What you have to do: The answer is a number and nothing else: the count of lines in these entries containing the word "None".

Collected data:
= = = =

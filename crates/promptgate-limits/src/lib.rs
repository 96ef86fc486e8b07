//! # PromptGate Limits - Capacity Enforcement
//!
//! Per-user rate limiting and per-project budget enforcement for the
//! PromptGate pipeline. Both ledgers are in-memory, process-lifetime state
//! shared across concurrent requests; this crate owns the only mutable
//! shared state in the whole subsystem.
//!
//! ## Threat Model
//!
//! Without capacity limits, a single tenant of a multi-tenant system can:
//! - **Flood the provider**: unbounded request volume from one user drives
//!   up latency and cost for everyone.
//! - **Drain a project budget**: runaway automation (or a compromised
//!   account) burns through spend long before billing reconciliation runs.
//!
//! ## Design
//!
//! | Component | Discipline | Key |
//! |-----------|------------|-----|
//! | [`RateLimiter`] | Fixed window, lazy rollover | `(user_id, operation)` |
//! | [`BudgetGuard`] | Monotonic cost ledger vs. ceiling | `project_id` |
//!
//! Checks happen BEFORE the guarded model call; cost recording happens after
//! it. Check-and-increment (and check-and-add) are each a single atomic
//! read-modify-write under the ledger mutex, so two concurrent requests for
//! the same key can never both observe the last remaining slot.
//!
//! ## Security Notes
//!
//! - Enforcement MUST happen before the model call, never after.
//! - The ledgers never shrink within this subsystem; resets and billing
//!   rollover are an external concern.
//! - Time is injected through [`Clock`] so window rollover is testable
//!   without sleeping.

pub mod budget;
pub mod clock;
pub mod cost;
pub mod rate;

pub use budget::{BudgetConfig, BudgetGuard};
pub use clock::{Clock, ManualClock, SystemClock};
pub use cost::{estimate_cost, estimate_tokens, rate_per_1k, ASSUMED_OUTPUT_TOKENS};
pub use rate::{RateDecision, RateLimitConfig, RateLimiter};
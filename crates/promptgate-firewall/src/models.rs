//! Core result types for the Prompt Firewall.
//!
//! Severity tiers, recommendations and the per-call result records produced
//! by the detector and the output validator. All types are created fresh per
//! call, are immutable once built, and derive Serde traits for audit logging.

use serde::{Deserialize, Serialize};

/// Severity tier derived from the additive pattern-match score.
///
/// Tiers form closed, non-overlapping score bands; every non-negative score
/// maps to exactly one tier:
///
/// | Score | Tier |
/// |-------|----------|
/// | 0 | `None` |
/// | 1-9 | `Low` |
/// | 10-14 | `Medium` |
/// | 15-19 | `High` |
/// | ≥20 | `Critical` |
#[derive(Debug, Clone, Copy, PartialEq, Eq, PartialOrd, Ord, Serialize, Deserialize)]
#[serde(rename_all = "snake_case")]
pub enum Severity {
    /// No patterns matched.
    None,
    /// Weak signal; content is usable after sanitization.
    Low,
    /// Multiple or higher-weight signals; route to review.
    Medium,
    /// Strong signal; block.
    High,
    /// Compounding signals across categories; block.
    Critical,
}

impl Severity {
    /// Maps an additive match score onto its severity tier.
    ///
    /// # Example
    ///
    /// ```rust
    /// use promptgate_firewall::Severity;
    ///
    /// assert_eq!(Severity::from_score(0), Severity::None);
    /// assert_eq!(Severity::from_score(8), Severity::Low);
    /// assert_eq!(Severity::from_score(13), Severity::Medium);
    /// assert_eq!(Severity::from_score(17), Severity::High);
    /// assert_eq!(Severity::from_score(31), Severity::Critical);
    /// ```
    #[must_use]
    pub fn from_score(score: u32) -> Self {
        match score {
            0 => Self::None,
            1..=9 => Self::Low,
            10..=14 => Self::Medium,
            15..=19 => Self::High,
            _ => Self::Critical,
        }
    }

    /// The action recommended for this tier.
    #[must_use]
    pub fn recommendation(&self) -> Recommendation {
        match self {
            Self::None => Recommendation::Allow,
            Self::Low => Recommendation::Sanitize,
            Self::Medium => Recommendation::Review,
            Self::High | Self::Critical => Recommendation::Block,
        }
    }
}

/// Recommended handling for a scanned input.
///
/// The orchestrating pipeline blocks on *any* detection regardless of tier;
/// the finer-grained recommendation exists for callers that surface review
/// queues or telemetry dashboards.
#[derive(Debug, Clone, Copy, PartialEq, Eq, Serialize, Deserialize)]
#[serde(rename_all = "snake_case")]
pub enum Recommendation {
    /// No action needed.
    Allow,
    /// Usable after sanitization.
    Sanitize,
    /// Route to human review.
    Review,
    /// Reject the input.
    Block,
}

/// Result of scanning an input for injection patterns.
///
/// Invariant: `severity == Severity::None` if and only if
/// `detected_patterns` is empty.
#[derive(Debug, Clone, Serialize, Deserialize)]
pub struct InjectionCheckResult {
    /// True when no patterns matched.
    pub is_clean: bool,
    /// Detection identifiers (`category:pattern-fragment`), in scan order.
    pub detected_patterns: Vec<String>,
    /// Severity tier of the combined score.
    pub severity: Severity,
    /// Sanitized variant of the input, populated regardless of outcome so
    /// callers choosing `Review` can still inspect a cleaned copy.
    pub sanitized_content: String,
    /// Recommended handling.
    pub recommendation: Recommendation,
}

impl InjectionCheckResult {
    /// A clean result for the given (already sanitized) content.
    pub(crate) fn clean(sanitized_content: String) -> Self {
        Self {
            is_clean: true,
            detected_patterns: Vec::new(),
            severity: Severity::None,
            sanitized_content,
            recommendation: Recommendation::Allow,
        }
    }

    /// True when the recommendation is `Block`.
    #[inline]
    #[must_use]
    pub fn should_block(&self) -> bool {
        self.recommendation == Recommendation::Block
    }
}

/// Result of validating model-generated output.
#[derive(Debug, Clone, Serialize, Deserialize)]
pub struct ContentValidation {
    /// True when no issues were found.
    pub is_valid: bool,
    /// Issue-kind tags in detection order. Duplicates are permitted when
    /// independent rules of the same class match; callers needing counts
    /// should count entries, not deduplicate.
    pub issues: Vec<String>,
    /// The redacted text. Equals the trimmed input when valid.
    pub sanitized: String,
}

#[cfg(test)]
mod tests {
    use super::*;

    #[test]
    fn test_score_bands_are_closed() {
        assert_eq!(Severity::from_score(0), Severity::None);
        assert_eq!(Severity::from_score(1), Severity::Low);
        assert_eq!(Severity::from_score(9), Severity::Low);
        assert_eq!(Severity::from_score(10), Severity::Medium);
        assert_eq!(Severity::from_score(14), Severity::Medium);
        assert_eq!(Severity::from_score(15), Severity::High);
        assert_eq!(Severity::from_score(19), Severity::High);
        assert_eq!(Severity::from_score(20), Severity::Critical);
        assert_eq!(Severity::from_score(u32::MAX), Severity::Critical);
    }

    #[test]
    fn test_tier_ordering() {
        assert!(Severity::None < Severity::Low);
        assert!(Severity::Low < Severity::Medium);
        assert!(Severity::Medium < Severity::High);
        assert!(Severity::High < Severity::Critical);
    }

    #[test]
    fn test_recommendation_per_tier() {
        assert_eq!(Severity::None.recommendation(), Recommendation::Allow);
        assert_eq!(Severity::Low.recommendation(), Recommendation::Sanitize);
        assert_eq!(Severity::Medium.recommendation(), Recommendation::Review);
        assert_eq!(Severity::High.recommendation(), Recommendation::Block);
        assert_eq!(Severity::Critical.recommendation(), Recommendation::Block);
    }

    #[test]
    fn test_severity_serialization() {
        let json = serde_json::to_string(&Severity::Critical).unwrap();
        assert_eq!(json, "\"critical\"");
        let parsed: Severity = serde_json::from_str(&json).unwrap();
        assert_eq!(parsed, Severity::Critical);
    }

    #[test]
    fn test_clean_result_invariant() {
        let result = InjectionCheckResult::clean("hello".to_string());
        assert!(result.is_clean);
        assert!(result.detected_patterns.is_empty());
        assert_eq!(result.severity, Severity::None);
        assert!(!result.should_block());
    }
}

= = = =

Answer to the exercise: 11